Son tres referentes para preparar la confesión sacramental que con cuidado y sinceridad en estos día deberemos celebrar.
3. La parábola “desvergonzada” de Dios: la provocación divina más osada
Los evangelios nos presentan la vida y la muerte, el fracaso o el triunfo, tras cualquier escenario con niños que juegan en la plaza, o ancianas viudas que lo dan todo en limosna para el Templo; con bodas de novios felices que se quedan sin el vino para festejarlo; con cojos, sordos y ciegos que verán, escucharán y saltarán; con leprosos de toda ralea que quedarán limpios; con hambrientos de pan tierno y de palabras vivas que serán saciados con creces; con curiosos miedosos van a Jesús de noche para exponerle sus dudas y preguntas como hizo Nicodemo; con ladrones a mansalva como Zaqueo que tras una cena con el Señor devolverá cuatro veces más lo que había robado; con mujeres usadas y abusadas en la noche de las vergüenzas, y denunciadas por sus abusadores al alba para poder lapidar al Maestro en la carne de la infamia.
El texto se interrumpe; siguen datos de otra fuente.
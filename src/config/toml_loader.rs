//! TOML configuration file loading.
use anyhow::{Context, Result};
use serde::de::DeserializeOwned;
use std::path::Path;

/// Load a TOML file into `T`.
///
/// A missing file deserializes as empty TOML, so `T` should default its
/// fields (e.g. with `#[serde(default)]`).
///
/// # Errors
///
/// Returns an error if the file cannot be read or parsed.
pub fn load_config<T: DeserializeOwned>(path: &Path) -> Result<T> {
    if !path.exists() {
        // Return empty config for missing files by deserializing empty TOML
        return toml::from_str("").context("Failed to create empty config");
    }

    let content = std::fs::read_to_string(path)
        .with_context(|| format!("Failed to read config file: {}", path.display()))?;

    toml::from_str(&content)
        .with_context(|| format!("Failed to parse TOML config: {}", path.display()))
}
//! Bring a layout document in line with the services wanted on a host.
//!
//! Reconciliation is split into [`plan`], which only reads the document, and
//! [`apply`], which performs the recorded changes. Every new block is
//! resolved while planning, so an unresolvable service leaves the document
//! untouched.
use std::collections::BTreeSet;

use super::matcher::matches;
use super::model::{Domain, LayoutDocument, Service, WantedService};
use super::resolver::DomainResolver;
use crate::error::{DocumentError, LayoutError, ReconcileError};

/// Position and name of an existing service block.
#[derive(Debug, Clone, PartialEq, Eq)]
pub struct ServiceRef {
    /// Domain name.
    pub domain: String,
    /// Service type.
    pub service: String,
    domain_index: usize,
    service_index: usize,
}

impl ServiceRef {
    fn new(doc: &LayoutDocument, domain_index: usize, service_index: usize) -> Self {
        let domain = doc.domains().get(domain_index);
        Self {
            domain: domain
                .and_then(Domain::name)
                .unwrap_or_default()
                .to_string(),
            service: domain
                .and_then(|d| d.services.get(service_index))
                .map(|s| s.name().to_string())
                .unwrap_or_default(),
            domain_index,
            service_index,
        }
    }
}

impl std::fmt::Display for ServiceRef {
    fn fmt(&self, f: &mut std::fmt::Formatter<'_>) -> std::fmt::Result {
        write!(f, "[{}/{}]", self.domain, self.service)
    }
}

/// A new service block to append.
#[derive(Debug, Clone, PartialEq, Eq)]
pub struct Addition {
    /// Destination domain.
    pub domain: String,
    /// Whether the domain has to be created first.
    pub new_domain: bool,
    /// The service the block is created for.
    pub wanted: WantedService,
}

impl std::fmt::Display for Addition {
    fn fmt(&self, f: &mut std::fmt::Formatter<'_>) -> std::fmt::Result {
        write!(f, "[{}/{}]", self.domain, self.wanted.service_type())
    }
}

/// Changes needed to reconcile a document.
#[derive(Debug, Clone, Default, PartialEq, Eq)]
pub struct ReconcilePlan {
    /// Commented services to re-enable.
    pub enable: Vec<ServiceRef>,
    /// Enabled services to comment out.
    pub disable: Vec<ServiceRef>,
    /// New service blocks.
    pub add: Vec<Addition>,
    /// Enabled services that already match a wanted service.
    pub kept: Vec<ServiceRef>,
}

impl ReconcilePlan {
    /// Whether applying the plan would change nothing.
    #[must_use]
    pub const fn is_empty(&self) -> bool {
        self.enable.is_empty() && self.disable.is_empty() && self.add.is_empty()
    }

    /// Number of services the plan touches.
    #[must_use]
    pub const fn change_count(&self) -> usize {
        self.enable.len() + self.disable.len() + self.add.len()
    }

    /// One-line summary, e.g. `1 added, 2 disabled, 3 unchanged`.
    #[must_use]
    pub fn summary(&self) -> String {
        let mut parts = Vec::new();
        if !self.add.is_empty() {
            parts.push(format!("{} added", self.add.len()));
        }
        if !self.enable.is_empty() {
            parts.push(format!("{} enabled", self.enable.len()));
        }
        if !self.disable.is_empty() {
            parts.push(format!("{} disabled", self.disable.len()));
        }
        parts.push(format!("{} unchanged", self.kept.len()));
        parts.join(", ")
    }
}

/// Compute the changes that reconcile `doc` with `wanted`.
///
/// Every existing service of a known type is visited, enabled ones before
/// commented ones. A service whose type is not wanted, or that matches no
/// remaining wanted entry of its type, is disabled; a matching commented
/// service is re-enabled. Each wanted entry satisfies at most one service.
/// Entries left over get a new block in the domain given by `resolver`.
///
/// # Errors
///
/// Returns [`ReconcileError::UnresolvableDomain`] if a wanted service needs a
/// new block but no domain can be derived for it.
pub fn plan(
    resolver: &DomainResolver,
    wanted: &[WantedService],
    doc: &LayoutDocument,
) -> Result<ReconcilePlan, ReconcileError> {
    let wanted_types: BTreeSet<&str> = wanted.iter().map(WantedService::service_type).collect();
    let mut satisfied = vec![false; wanted.len()];
    let mut plan = ReconcilePlan::default();

    for service_type in resolver.known_types() {
        let mut existing: Vec<(usize, usize, &Service)> = doc
            .domains()
            .iter()
            .enumerate()
            .flat_map(|(di, domain)| {
                domain
                    .services
                    .iter()
                    .enumerate()
                    .map(move |(si, service)| (di, si, service))
            })
            .filter(|(_, _, service)| service.name() == service_type)
            .collect();
        existing.sort_by_key(|(_, _, service)| service.is_commented());

        for (di, si, service) in existing {
            let target = ServiceRef::new(doc, di, si);

            let found = wanted_types
                .contains(service_type)
                .then(|| {
                    wanted.iter().enumerate().position(|(idx, w)| {
                        !satisfied.get(idx).copied().unwrap_or(true)
                            && w.service_type() == service_type
                            && matches(w.properties(), &service.properties)
                    })
                })
                .flatten();

            match found {
                Some(idx) => {
                    if let Some(slot) = satisfied.get_mut(idx) {
                        *slot = true;
                    }
                    if service.is_commented() {
                        plan.enable.push(target);
                    } else {
                        plan.kept.push(target);
                    }
                }
                None => {
                    if !service.is_commented() {
                        plan.disable.push(target);
                    }
                }
            }
        }
    }

    let mut created: BTreeSet<String> = BTreeSet::new();
    for (w, _) in wanted.iter().zip(&satisfied).filter(|(_, done)| !**done) {
        let domain = resolver
            .resolve(w)
            .ok_or_else(|| ReconcileError::UnresolvableDomain {
                service_type: w.service_type().to_string(),
                host: w.host().to_string(),
            })?;
        let new_domain = doc.domain(&domain).is_none() && created.insert(domain.clone());
        plan.add.push(Addition {
            domain,
            new_domain,
            wanted: w.clone(),
        });
    }

    Ok(plan)
}

/// Apply a plan computed by [`plan`] for the same document.
///
/// # Errors
///
/// Returns [`DocumentError::DuplicateDomain`] if a domain marked as new
/// already exists, which means the plan was computed for another document.
pub fn apply(plan: &ReconcilePlan, doc: &mut LayoutDocument) -> Result<(), DocumentError> {
    for (target, commented) in plan
        .disable
        .iter()
        .map(|t| (t, true))
        .chain(plan.enable.iter().map(|t| (t, false)))
    {
        if let Some(service) = doc
            .domains_mut()
            .get_mut(target.domain_index)
            .and_then(|d| d.services.get_mut(target.service_index))
        {
            service.set_commented(commented);
        }
    }

    for addition in &plan.add {
        if addition.new_domain {
            let mut domain = Domain::new(addition.domain.as_str());
            domain.raw_lines.push(String::new());
            doc.add_domain(domain)?;
        }
        let Some(domain) = doc.domain_mut(&addition.domain) else {
            continue;
        };
        domain.push_service(Service::new(
            addition.wanted.service_type(),
            addition.wanted.properties().clone(),
        ));
    }
    Ok(())
}

/// Reconcile `doc` with `wanted` using the standard domain tables.
///
/// # Examples
///
/// ```
/// use layout_cli::layout::{LayoutDocument, WantedService, reconciler, serializer};
///
/// let mut doc = LayoutDocument::new();
/// let plan = reconciler::reconcile(&[WantedService::new("admin", "h1")], &mut doc).unwrap();
/// assert_eq!(plan.add.len(), 1);
/// assert!(serializer::to_string(&doc).contains("[dCacheDomain/admin]\nhost=h1\n"));
/// ```
///
/// # Errors
///
/// Returns an error if a wanted service cannot be placed; `doc` is left
/// unchanged in that case.
pub fn reconcile(
    wanted: &[WantedService],
    doc: &mut LayoutDocument,
) -> Result<ReconcilePlan, LayoutError> {
    reconcile_with(&DomainResolver::default(), wanted, doc)
}

/// Reconcile `doc` with `wanted` using custom domain tables.
///
/// # Errors
///
/// Returns an error if a wanted service cannot be placed; `doc` is left
/// unchanged in that case.
pub fn reconcile_with(
    resolver: &DomainResolver,
    wanted: &[WantedService],
    doc: &mut LayoutDocument,
) -> Result<ReconcilePlan, LayoutError> {
    let plan = plan(resolver, wanted, doc)?;
    apply(&plan, doc)?;
    Ok(plan)
}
Sí, cuántos escenarios, cuántas historias, cuántos momentos dramáticamente humanos en los que nos jugamos todo, como relatos en los que es fácil reconocernos a cada uno de nosotros con nuestras cuitas y episodios varios.
El evangelio de San Lucas es un relato centrado en la misericordia de un Dios que se hizo vulnerable por amor. Según se sube a Jerusalén, aparecen los encuentros con todo tipo de personas, en las mil vicisitudes de la existencia humana, en tantos registros de alegría gozosa o de pena llorosa, en la verdad que nos hace libres o en la mentira que nos hace tramposos. Cuántos rostros, cuántas lágrimas, cuántas sonrisas…
En el capítulo 15 del evangelio de San Lucas hay tres parábolas fundamentales. Son las que Jesús contará como respuesta a la insidia acusatoria de los letrados y fariseos que murmuraban contra Jesús porque éste se veía con pecadores y publicanos. Son las tres parábolas de la misericordia. Las dos primeras juegan con un mapa de la tragedia cuando se pierde algo que nos importa sobremanera.
La primera parábola cuenta el caso de una oveja perdida en las periferias de un desierto fuera del redil, que va a buscarla su pastor y no para hasta que la encuentra. El descarrío debilita, quiebra, inhabilita. Pero el hallazgo impone la alegría del mejor contento, y no repara en prendas ni pierde el tiempo en reprimendas: la carga sobre sus hombros para devolverla a casa, donde reúne a amigos y vecinos para comenzar la fiesta de una oveja hallada viva y no muerta.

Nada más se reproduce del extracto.